Read the lines of the data below and retrieve those with "impl".

-- Recorded data follows --

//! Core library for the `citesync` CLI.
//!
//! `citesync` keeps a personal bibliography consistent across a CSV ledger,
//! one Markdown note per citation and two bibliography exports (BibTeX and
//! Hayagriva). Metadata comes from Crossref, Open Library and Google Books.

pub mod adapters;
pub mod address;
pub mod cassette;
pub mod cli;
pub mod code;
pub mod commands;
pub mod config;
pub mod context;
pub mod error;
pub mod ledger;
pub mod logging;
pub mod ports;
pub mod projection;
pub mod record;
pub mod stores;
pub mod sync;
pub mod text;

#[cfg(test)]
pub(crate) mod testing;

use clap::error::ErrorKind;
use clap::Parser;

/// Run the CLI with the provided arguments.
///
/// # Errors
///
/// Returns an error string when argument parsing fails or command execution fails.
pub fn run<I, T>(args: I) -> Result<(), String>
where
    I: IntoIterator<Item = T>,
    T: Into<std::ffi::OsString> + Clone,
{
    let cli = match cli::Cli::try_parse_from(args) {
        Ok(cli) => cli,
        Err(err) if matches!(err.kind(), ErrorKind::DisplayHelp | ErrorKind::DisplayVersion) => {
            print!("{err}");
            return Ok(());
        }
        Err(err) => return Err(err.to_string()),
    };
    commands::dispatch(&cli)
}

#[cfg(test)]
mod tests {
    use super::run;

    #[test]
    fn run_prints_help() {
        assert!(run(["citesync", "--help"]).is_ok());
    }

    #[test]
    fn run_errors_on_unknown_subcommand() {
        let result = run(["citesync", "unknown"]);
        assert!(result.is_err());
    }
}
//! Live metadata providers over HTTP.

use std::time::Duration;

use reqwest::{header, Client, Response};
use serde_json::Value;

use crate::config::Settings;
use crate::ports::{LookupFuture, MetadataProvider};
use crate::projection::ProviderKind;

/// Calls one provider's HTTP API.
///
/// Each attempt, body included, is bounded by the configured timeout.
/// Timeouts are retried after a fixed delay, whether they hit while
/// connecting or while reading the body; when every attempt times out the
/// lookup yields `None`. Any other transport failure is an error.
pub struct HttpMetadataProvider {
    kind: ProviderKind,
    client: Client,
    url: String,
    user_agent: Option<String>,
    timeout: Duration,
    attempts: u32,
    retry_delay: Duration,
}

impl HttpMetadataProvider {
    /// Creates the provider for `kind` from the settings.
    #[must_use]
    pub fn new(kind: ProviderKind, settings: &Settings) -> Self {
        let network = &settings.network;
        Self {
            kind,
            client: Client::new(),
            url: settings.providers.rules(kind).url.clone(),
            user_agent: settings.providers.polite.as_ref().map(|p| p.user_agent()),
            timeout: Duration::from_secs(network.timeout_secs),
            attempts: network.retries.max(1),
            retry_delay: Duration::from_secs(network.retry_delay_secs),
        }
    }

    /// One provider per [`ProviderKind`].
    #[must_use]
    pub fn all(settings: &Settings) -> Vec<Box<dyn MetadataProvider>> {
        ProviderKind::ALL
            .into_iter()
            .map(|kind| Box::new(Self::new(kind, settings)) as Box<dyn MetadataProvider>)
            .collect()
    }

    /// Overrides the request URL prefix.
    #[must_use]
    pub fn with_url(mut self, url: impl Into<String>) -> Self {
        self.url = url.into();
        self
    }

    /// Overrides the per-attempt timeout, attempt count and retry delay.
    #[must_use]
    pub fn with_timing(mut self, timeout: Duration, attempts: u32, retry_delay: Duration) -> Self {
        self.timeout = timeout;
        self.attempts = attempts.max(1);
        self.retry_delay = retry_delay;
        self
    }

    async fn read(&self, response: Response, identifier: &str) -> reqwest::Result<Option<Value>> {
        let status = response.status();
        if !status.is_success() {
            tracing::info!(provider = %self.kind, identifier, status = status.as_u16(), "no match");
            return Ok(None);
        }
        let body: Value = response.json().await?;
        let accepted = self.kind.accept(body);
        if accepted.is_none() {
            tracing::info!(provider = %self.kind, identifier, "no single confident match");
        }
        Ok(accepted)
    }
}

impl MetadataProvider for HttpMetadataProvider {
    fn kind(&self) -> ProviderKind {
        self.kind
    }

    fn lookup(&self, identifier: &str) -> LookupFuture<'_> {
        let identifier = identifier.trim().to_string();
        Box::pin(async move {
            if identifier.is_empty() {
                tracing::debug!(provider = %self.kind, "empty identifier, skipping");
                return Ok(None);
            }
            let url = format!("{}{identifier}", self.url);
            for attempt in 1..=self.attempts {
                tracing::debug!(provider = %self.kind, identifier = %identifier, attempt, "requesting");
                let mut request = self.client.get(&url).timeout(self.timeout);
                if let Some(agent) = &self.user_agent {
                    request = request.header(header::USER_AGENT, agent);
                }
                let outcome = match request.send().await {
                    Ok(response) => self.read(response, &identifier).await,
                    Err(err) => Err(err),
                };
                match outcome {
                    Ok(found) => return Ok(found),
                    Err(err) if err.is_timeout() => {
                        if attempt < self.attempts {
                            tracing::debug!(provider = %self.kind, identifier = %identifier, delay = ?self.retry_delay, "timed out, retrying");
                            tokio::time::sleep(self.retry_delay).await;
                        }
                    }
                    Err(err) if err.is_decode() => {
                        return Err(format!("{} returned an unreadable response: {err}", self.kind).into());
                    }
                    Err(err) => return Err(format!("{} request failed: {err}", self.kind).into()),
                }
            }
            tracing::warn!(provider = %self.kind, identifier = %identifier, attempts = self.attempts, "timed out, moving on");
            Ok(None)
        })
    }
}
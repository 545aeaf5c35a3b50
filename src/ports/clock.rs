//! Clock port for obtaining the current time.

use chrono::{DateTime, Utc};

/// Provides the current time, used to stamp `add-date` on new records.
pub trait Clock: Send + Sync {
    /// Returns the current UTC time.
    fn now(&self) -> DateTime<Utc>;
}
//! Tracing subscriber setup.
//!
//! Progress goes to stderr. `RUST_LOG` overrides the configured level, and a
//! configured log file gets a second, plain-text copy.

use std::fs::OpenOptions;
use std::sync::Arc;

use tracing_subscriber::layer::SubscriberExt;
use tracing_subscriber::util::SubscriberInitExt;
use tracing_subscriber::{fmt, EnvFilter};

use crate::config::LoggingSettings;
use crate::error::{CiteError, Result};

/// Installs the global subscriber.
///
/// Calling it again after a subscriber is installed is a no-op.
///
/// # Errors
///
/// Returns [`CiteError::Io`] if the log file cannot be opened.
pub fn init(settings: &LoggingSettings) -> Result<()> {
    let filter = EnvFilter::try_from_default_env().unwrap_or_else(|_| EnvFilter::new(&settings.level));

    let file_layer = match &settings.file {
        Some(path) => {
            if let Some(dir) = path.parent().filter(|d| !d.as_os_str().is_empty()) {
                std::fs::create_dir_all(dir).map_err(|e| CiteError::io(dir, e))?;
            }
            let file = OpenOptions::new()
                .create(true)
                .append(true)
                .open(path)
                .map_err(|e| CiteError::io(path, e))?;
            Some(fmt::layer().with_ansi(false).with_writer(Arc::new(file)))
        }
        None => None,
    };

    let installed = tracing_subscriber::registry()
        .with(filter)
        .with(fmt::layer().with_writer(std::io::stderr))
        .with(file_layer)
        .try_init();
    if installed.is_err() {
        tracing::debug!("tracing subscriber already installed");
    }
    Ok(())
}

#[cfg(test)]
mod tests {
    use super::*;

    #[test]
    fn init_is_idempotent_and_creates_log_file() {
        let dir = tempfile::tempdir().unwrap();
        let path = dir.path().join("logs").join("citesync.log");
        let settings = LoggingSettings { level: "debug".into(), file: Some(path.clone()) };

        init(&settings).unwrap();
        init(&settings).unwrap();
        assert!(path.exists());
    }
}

-- Recorded data concluded --

[Task result]
impl HttpMetadataProvider {
    pub fn with_url(mut self, url: impl Into<String>) -> Self {
impl MetadataProvider for HttpMetadataProvider {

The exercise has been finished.